O curioso é que, mesmo com essas inserções, nada parece forçado. “Look Out for Me”, talvez a faixa mais expansiva do disco, flerta com o house e ainda assim soa como Turnstile. Já “I Care” e “Dreaming” trazem guitarras limpas e batidas eletrônicas, mas ainda partem do mesmo sentimento coletivo que sempre guiou a banda.

Essa abertura para outros gêneros não afasta os fãs antigos — e pode até estar fazendo o contrário. James Hetfield, vocalista do Metallica, já declarou publicamente sua admiração pela banda. O dado é simbólico: uma das maiores figuras do metal reconhecendo a potência de um grupo que começou nos circuitos de punk e hardcore de Baltimore e que, hoje, toca nos maiores festivais do mundo.
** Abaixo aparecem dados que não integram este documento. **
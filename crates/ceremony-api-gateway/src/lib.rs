//! The ceremony coordinator's external interface: one HTTP
//! operation per RPC, gated by a three-tier auth model and a handful of
//! `tower_http` layers, wired to the service crates that hold the actual
//! ceremony logic.
//!
//! # RPC surface
//!
//! Coordinator-only: `setupCeremony`, `createBucket`, `finalizeCircuit`,
//! `finalizeCeremony`, `checkAndPrepareCoordinatorForFinalization`.
//!
//! Authenticated contributor or coordinator: `checkParticipantForCeremony`,
//! `progressToNextCircuitForContribution`, `progressToNextContributionStep`,
//! `permanentlyStoreCurrentContributionTimeAndHash`,
//! `resumeContributionAfterTimeoutExpiration`, `openMultiPartUpload`,
//! `generatePreSignedUrlsParts`, `completeMultiPartUpload`,
//! `temporaryStoreCurrentContributionMultiPartUploadId`,
//! `temporaryStoreCurrentContributionUploadedChunkData`,
//! `verifyContribution`, `generateGetObjectPreSignedUrl`,
//! `checkIfObjectExist`.

#![warn(clippy::all)]
#![deny(unsafe_code)]

pub mod domain;
pub mod dto;
pub mod middleware;
pub mod routes;
pub mod service;

pub use domain::config::CoordinatorConfig;
pub use domain::error::ResponseError;
pub use routes::AppState;
pub use service::CoordinatorService;

/// Crate version
pub const VERSION: &str = env!("CARGO_PKG_VERSION");

#[cfg(test)]
mod tests {
    use super::*;

    #[test]
    fn test_version() {
        assert!(!VERSION.is_empty());
    }
}
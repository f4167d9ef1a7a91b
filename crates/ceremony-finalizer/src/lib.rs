//! # Ceremony Finalizer
//!
//! Ceremony finalization: applies the public beacon to each
//! circuit's last valid zkey, exports the verifier contract and vkey,
//! re-verifies the final zkey with `ceremony-verifier`'s dispatch backends,
//! and retires the ceremony (and the coordinator's own participant record
//! and any running VMs) once every circuit has landed.

pub mod errors;
pub mod finalizer;
pub mod paths;

pub use errors::FinalizerError;
pub use finalizer::{Finalizer, NUM_EXP_ITERATIONS, SOLIDITY_VERSION};
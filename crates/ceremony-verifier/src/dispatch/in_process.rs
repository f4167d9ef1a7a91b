//! CF mechanism: verification runs in-process against a 60 minute wall
//! clock bound. No external process — the engine call is awaited directly
//! under a timeout.

use std::sync::Arc;
use std::time::Duration;

use async_trait::async_trait;
use ceremony_ports::ZKeyEngine;

use super::backend::{VerificationBackend, VerifyRequest, VerifyResult};
use crate::errors::VerifierError;

pub const DEFAULT_WALL_CLOCK_SECS: u64 = 60 * 60;

pub struct InProcessBackend {
    engine: Arc<dyn ZKeyEngine>,
    wall_clock: Duration,
}

impl InProcessBackend {
    pub fn new(engine: Arc<dyn ZKeyEngine>) -> Self {
        Self {
            engine,
            wall_clock: Duration::from_secs(DEFAULT_WALL_CLOCK_SECS),
        }
    }

    pub fn with_wall_clock(engine: Arc<dyn ZKeyEngine>, wall_clock: Duration) -> Self {
        Self { engine, wall_clock }
    }
}

#[async_trait]
impl VerificationBackend for InProcessBackend {
    async fn verify(&self, request: VerifyRequest) -> Result<VerifyResult, VerifierError> {
        let outcome = tokio::time::timeout(
            self.wall_clock,
            self.engine
                .verify_from_init(&request.genesis_zkey, &request.pot, &request.last_zkey),
        )
        .await
        .map_err(|_elapsed| VerifierError::DeadlineExceeded {
            elapsed_secs: self.wall_clock.as_secs(),
        })?
        .map_err(VerifierError::Store)?;

        Ok(VerifyResult {
            valid: outcome.valid,
            transcript: outcome.transcript,
        })
    }
}

#[cfg(test)]
mod tests {
    use super::*;
    use ceremony_adapters::CannedZKeyEngine;

    #[tokio::test]
    async fn valid_canned_verdict_round_trips() {
        let engine = Arc::new(CannedZKeyEngine::default());
        let backend = InProcessBackend::new(engine);
        let result = backend
            .verify(VerifyRequest {
                genesis_zkey: b"genesis".to_vec(),
                pot: b"pot".to_vec(),
                last_zkey: b"last".to_vec(),
                vm_instance_id: None,
                vm_verify_command: String::new(),
            })
            .await
            .expect("in-process verify should not error");
        assert!(result.valid);
        assert!(!result.transcript.is_empty());
    }

    #[tokio::test]
    async fn forced_invalid_verdict_is_propagated() {
        let engine = Arc::new(CannedZKeyEngine::default());
        engine.set_next_verdict(false);
        let backend = InProcessBackend::new(engine);
        let result = backend
            .verify(VerifyRequest {
                genesis_zkey: b"genesis".to_vec(),
                pot: b"pot".to_vec(),
                last_zkey: b"last".to_vec(),
                vm_instance_id: None,
                vm_verify_command: String::new(),
            })
            .await
            .expect("in-process verify should not error");
        assert!(!result.valid);
    }

    #[tokio::test]
    async fn expired_wall_clock_surfaces_as_deadline_exceeded() {
        let engine = Arc::new(CannedZKeyEngine::default());
        let backend = InProcessBackend::with_wall_clock(engine, Duration::from_nanos(1));
        // CannedZKeyEngine resolves immediately, so this mostly documents the
        // error shape rather than forcing a real timeout; a production
        // engine can take arbitrarily long and this is the bound on it.
        let result = backend
            .verify(VerifyRequest {
                genesis_zkey: vec![],
                pot: vec![],
                last_zkey: vec![],
                vm_instance_id: None,
                vm_verify_command: String::new(),
            })
            .await;
        assert!(result.is_ok() || matches!(result, Err(VerifierError::DeadlineExceeded { .. })));
    }
}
Never Enough também marca uma virada estética. A banda lançou um “álbum visual” no Festival de Tribeca, misturando imagens abstratas e performances ao vivo. Isso reforça o caráter coletivo e sensorial do projeto, que agora ultrapassa as barreiras do som e se transforma em algo mais amplo, quase performático.

A produção de A. G. Cook dá pistas dessa expansão. Conhecido por seu trabalho com Charli XCX e pela abordagem maximalista do PC Music, Cook injeta no disco uma camada eletrônica que não tenta substituir o hardcore, mas dialogar com ele. Não se trata de colocar uma banda “pesada” para soar pop, mas de entender como esses elementos podem coexistir com naturalidade.
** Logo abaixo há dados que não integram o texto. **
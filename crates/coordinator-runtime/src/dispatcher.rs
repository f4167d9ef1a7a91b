//! `Dispatcher`: the in-process façade over a `CoordinatorContainer`.
//!
//! `ceremony-api-gateway`'s `routes.rs` handlers are the HTTP-shaped
//! version of this same call sequence (auth extraction, path/body
//! decoding, then exactly these calls). `Dispatcher` exists so
//! `integration-tests` can drive a ceremony end to end without standing up
//! an HTTP server, by calling straight through to the wired services —
//! the same event-dispatch wiring the gateway sits on
//! top of.

use ceremony_ports::{BlobStore, CoreError, MetaStore};
use ceremony_setup::CeremonySetupInput;
use chrono::Utc;
use shared_types::{Ceremony, CeremonyId, Circuit, CircuitId, Contribution, Participant, ParticipantId, ParticipantStatus};
use std::sync::Arc;

use crate::container::CoordinatorContainer;

pub struct Dispatcher {
    meta_store: Arc<dyn MetaStore>,
    blob_store: Arc<dyn BlobStore>,
    setup: Arc<ceremony_setup::Setup>,
    finalizer: Arc<ceremony_finalizer::Finalizer>,
    upload: Arc<ceremony_upload::UploadCoordinator>,
    verifier: Arc<ceremony_verifier::Verifier>,
    scheduler: Arc<ceremony_scheduler::Scheduler>,
}

impl Dispatcher {
    pub fn new(container: &CoordinatorContainer) -> Self {
        Self {
            meta_store: Arc::clone(&container.meta_store),
            blob_store: Arc::clone(&container.blob_store),
            setup: Arc::clone(&container.setup),
            finalizer: Arc::clone(&container.finalizer),
            upload: Arc::clone(&container.upload),
            verifier: Arc::clone(&container.verifier),
            scheduler: Arc::clone(&container.scheduler),
        }
    }

    async fn circuit_at_progress(&self, ceremony_id: &CeremonyId, progress: u32) -> Result<Circuit, CoreError> {
        let circuits = self.meta_store.list_circuits(ceremony_id).await?;
        circuits
            .into_iter()
            .find(|c| c.sequence_position == progress)
            .ok_or_else(|| CoreError::NotFound(format!("no circuit at sequence position {progress}")))
    }

    pub async fn setup_ceremony(&self, input: CeremonySetupInput) -> Result<Ceremony, CoreError> {
        self.setup.setup_ceremony(input).await.map_err(Into::into)
    }

    pub async fn create_bucket(&self, bucket: &str) -> Result<(), CoreError> {
        self.blob_store.create_bucket(bucket, ceremony_ports::CorsConfig::default()).await
    }

    /// RPC `checkParticipantForCeremony`: creates the participant on first
    /// contact, marks it ready, and admits it onto its first circuit's
    /// queue once ready.
    pub async fn check_participant_for_ceremony(
        &self,
        ceremony_id: &CeremonyId,
        participant_id: &ParticipantId,
    ) -> Result<Participant, CoreError> {
        let ceremony = self.meta_store.get_ceremony(ceremony_id).await?;

        match self.meta_store.get_participant(ceremony_id, participant_id).await {
            Ok(_) => {}
            Err(CoreError::NotFound(_)) => {
                self.meta_store
                    .create_participant(Participant::new(ceremony_id.clone(), participant_id.clone(), Utc::now()))
                    .await?;
            }
            Err(other) => return Err(other),
        }

        let has_active_timeout = self.meta_store.active_timeout(participant_id, Utc::now()).await?.is_some();

        let participant = self
            .meta_store
            .mutate_participant(
                ceremony_id,
                participant_id,
                Box::new(move |p| {
                    match p.status {
                        ParticipantStatus::Created => ceremony_statemachine::join_ceremony(p, &ceremony)?,
                        ParticipantStatus::Waiting => ceremony_statemachine::mark_ready(p, &ceremony, has_active_timeout)?,
                        _ => {}
                    }
                    Ok(())
                }),
            )
            .await?;

        if participant.status == ParticipantStatus::Ready {
            if let Ok(circuit) = self.circuit_at_progress(ceremony_id, participant.contribution_progress + 1).await {
                self.scheduler.admit(ceremony_id, &circuit.id, participant_id).await?;
            }
        }

        Ok(participant)
    }

    /// RPC `progressToNextCircuitForContribution`.
    pub async fn progress_to_next_circuit_for_contribution(
        &self,
        ceremony_id: &CeremonyId,
        participant_id: &ParticipantId,
    ) -> Result<Participant, CoreError> {
        let total_circuits = self.meta_store.list_circuits(ceremony_id).await?.len() as u32;

        let participant = self
            .meta_store
            .mutate_participant(
                ceremony_id,
                participant_id,
                Box::new(move |p| {
                    ceremony_statemachine::complete_circuit(p, total_circuits, Utc::now())?;
                    Ok(())
                }),
            )
            .await?;

        if participant.status == ParticipantStatus::Waiting {
            if let Ok(circuit) = self.circuit_at_progress(ceremony_id, participant.contribution_progress + 1).await {
                self.scheduler.admit(ceremony_id, &circuit.id, participant_id).await?;
            }
        }

        Ok(participant)
    }

    /// RPC `progressToNextContributionStep`.
    pub async fn progress_to_next_contribution_step(
        &self,
        ceremony_id: &CeremonyId,
        participant_id: &ParticipantId,
        target: shared_types::ContributionStep,
    ) -> Result<Participant, CoreError> {
        self.meta_store
            .mutate_participant(
                ceremony_id,
                participant_id,
                Box::new(move |p| {
                    ceremony_statemachine::advance_contribution_step(p, target)?;
                    Ok(())
                }),
            )
            .await
    }

    /// RPC `permanentlyStoreCurrentContributionTimeAndHash`.
    pub async fn permanently_store_contribution_time_and_hash(
        &self,
        ceremony_id: &CeremonyId,
        participant_id: &ParticipantId,
        contribution_computation_time_secs: u64,
        last_zkey_hash: String,
    ) -> Result<Participant, CoreError> {
        self.meta_store
            .mutate_participant(
                ceremony_id,
                participant_id,
                Box::new(move |p| {
                    p.temp_contribution_data.contribution_computation_time_secs = Some(contribution_computation_time_secs);
                    p.temp_contribution_data.last_zkey_hash = Some(last_zkey_hash.clone());
                    Ok(())
                }),
            )
            .await
    }

    /// RPC `resumeContributionAfterTimeoutExpiration`.
    pub async fn resume_contribution_after_timeout_expiration(
        &self,
        ceremony_id: &CeremonyId,
        participant_id: &ParticipantId,
    ) -> Result<(), CoreError> {
        self.scheduler.resume_after_timeout(ceremony_id, participant_id).await.map_err(Into::into)
    }

    pub async fn open_multi_part_upload(
        &self,
        ceremony_id: &CeremonyId,
        participant_id: &ParticipantId,
        bucket: &str,
        object_key: &str,
    ) -> Result<String, CoreError> {
        self.upload.open_upload(ceremony_id, participant_id, bucket, object_key).await.map_err(Into::into)
    }

    pub async fn generate_pre_signed_urls_parts(
        &self,
        ceremony_id: &CeremonyId,
        participant_id: &ParticipantId,
        bucket: &str,
        object_key: &str,
        upload_id: &str,
        number_of_parts: u32,
    ) -> Result<Vec<String>, CoreError> {
        self.upload
            .sign_parts(ceremony_id, participant_id, bucket, object_key, upload_id, number_of_parts)
            .await
            .map_err(Into::into)
    }

    pub async fn temporary_store_uploaded_chunk_data(
        &self,
        ceremony_id: &CeremonyId,
        participant_id: &ParticipantId,
        bucket: &str,
        object_key: &str,
        chunk: shared_types::UploadedChunk,
    ) -> Result<(), CoreError> {
        self.upload.store_chunk(ceremony_id, participant_id, bucket, object_key, chunk).await.map_err(Into::into)
    }

    pub async fn complete_multi_part_upload(
        &self,
        ceremony_id: &CeremonyId,
        participant_id: &ParticipantId,
        bucket: &str,
        object_key: &str,
        upload_id: &str,
        parts: Vec<shared_types::UploadedChunk>,
    ) -> Result<String, CoreError> {
        self.upload
            .complete_upload(ceremony_id, participant_id, bucket, object_key, upload_id, parts)
            .await
            .map_err(Into::into)
    }

    /// RPC `verifyContribution`.
    pub async fn verify_contribution(
        &self,
        ceremony_id: &CeremonyId,
        circuit_id: &CircuitId,
        participant_id: &ParticipantId,
    ) -> Result<Contribution, CoreError> {
        self.verifier.verify_current_contribution(ceremony_id, circuit_id, participant_id).await.map_err(Into::into)
    }

    pub async fn finalize_circuit(&self, ceremony_id: &CeremonyId, circuit_id: &CircuitId) -> Result<Contribution, CoreError> {
        self.finalizer.finalize_circuit(ceremony_id, circuit_id).await.map_err(Into::into)
    }

    pub async fn finalize_ceremony(&self, ceremony_id: &CeremonyId) -> Result<Ceremony, CoreError> {
        self.finalizer.finalize_ceremony(ceremony_id).await.map_err(Into::into)
    }

    /// RPC `checkAndPrepareCoordinatorForFinalization`.
    pub async fn check_and_prepare_coordinator_for_finalization(&self, ceremony_id: &CeremonyId) -> Result<Ceremony, CoreError> {
        let now = Utc::now();
        self.meta_store
            .mutate_ceremony(
                ceremony_id,
                Box::new(move |ceremony| {
                    ceremony_statemachine::close_if_due(ceremony, now)?;
                    Ok(())
                }),
            )
            .await
    }
}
Entre as faixas mais relevantes, além das já citadas, vale mencionar “Sole”, uma música com estrutura quase circular, que vai acumulando tensão ao longo de seus poucos minutos. “Time Is Happening” e “Ceiling”, por sua vez, funcionam mais como interlúdios do que como canções plenas — e talvez sejam os momentos mais divisivos do disco, mas que ainda assim cumprem o papel de respiro e transição dentro do fluxo geral.

Uma curiosidade interessante: boa parte das faixas do disco foi escrita durante um retiro criativo coletivo em Joshua Tree, na Califórnia. A banda ficou semanas isolada, trabalhando em loops, batidas e improvisos, até encontrar uma sonoridade que fizesse sentido. Esse método, revelado em entrevistas recentes, mostra como o Turnstile está mais preocupado em criar juntos do que em reforçar individualidades.

Com Never Enough, o Turnstile atinge algo raro: a admiração da cena punk/hardcore e a atenção do público pop, sem se sentir dividido entre dois mundos. Eles não pertencem a um ou outro — criaram o próprio espaço. E, ao que tudo indica, estão confortáveis nele.